MATERIAL SHOWN

Content starts

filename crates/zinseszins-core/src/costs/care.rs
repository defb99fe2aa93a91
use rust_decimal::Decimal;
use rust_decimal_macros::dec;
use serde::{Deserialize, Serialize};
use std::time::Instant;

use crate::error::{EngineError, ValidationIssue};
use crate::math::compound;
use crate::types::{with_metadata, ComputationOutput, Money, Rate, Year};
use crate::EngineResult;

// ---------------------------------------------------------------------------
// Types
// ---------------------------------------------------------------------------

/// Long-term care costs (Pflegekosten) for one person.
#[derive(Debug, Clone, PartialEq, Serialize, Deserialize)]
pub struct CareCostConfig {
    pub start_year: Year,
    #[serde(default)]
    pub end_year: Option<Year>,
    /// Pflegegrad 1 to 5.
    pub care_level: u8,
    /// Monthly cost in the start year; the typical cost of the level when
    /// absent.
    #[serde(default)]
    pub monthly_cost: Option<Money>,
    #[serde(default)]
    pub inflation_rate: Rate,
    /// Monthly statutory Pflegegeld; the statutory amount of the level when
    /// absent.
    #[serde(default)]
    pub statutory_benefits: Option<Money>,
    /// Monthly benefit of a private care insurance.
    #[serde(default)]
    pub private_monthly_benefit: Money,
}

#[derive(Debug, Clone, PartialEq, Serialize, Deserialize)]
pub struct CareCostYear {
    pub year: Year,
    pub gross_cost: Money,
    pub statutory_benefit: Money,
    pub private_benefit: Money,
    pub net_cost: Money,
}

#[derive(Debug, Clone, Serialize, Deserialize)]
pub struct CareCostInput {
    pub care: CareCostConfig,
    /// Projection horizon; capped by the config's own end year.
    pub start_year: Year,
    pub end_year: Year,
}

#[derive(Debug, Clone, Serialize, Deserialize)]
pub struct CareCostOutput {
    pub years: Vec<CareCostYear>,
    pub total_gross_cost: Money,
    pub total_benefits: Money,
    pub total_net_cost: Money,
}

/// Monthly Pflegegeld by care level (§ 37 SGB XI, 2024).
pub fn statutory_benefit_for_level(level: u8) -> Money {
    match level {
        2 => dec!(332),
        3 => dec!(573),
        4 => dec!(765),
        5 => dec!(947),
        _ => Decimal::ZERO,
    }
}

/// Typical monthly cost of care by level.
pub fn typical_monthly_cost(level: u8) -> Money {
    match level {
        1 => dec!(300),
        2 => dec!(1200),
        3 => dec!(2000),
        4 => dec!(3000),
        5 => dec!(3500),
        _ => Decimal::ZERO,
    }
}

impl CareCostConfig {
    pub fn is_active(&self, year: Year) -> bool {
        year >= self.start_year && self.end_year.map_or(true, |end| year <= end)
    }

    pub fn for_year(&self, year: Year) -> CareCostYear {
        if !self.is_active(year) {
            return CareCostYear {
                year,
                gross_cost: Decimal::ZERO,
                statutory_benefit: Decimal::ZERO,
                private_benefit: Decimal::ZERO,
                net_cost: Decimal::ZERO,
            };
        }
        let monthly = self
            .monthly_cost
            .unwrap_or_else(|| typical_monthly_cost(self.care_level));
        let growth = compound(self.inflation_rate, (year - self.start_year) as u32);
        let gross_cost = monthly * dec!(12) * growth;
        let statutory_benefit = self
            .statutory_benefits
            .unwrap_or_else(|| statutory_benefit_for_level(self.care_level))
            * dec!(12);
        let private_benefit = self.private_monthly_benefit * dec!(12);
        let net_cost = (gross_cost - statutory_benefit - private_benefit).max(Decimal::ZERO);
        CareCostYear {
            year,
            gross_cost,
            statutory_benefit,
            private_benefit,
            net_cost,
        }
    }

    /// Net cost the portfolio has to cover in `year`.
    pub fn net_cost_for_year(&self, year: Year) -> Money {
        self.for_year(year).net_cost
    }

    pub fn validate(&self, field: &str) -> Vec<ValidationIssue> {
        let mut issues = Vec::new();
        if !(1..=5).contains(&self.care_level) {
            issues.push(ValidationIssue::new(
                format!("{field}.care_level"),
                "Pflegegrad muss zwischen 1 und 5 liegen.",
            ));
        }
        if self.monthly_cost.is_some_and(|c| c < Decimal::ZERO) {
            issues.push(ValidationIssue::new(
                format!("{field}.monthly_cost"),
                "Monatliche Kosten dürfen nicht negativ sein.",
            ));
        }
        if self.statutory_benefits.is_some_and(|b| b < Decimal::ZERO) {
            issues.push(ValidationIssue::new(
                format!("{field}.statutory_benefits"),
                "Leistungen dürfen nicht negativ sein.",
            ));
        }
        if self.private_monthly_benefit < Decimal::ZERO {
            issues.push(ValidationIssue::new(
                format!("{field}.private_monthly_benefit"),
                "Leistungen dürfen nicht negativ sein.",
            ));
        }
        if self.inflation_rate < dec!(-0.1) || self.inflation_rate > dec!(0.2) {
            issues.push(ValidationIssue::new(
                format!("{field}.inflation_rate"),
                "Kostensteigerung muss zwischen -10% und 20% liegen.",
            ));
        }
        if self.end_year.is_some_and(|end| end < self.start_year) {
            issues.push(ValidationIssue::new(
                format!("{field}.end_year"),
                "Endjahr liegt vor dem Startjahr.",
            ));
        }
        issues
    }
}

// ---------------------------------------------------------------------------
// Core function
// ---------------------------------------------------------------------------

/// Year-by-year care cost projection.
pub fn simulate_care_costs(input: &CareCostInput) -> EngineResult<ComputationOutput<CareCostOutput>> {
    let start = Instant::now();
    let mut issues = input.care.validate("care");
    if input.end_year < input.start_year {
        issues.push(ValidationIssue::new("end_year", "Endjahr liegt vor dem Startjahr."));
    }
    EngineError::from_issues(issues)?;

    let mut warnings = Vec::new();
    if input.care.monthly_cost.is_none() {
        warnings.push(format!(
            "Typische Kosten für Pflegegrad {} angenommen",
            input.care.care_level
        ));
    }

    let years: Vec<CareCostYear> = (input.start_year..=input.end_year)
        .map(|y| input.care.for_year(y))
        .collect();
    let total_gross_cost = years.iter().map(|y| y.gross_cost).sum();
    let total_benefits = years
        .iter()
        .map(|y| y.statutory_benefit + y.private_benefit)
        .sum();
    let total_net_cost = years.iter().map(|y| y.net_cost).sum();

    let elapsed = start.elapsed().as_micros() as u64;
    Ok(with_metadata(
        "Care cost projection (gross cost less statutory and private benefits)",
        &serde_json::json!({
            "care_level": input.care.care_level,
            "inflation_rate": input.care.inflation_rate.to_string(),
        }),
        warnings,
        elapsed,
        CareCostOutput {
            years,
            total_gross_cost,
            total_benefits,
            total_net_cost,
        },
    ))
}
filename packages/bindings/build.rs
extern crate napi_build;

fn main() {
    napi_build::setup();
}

Content ends

Your answer should be the lines of the records that include the word "Endjahr".

OUTPUT OF THE EXERCISE
                "Endjahr liegt vor dem Startjahr.",
        issues.push(ValidationIssue::new("end_year", "Endjahr liegt vor dem Startjahr."));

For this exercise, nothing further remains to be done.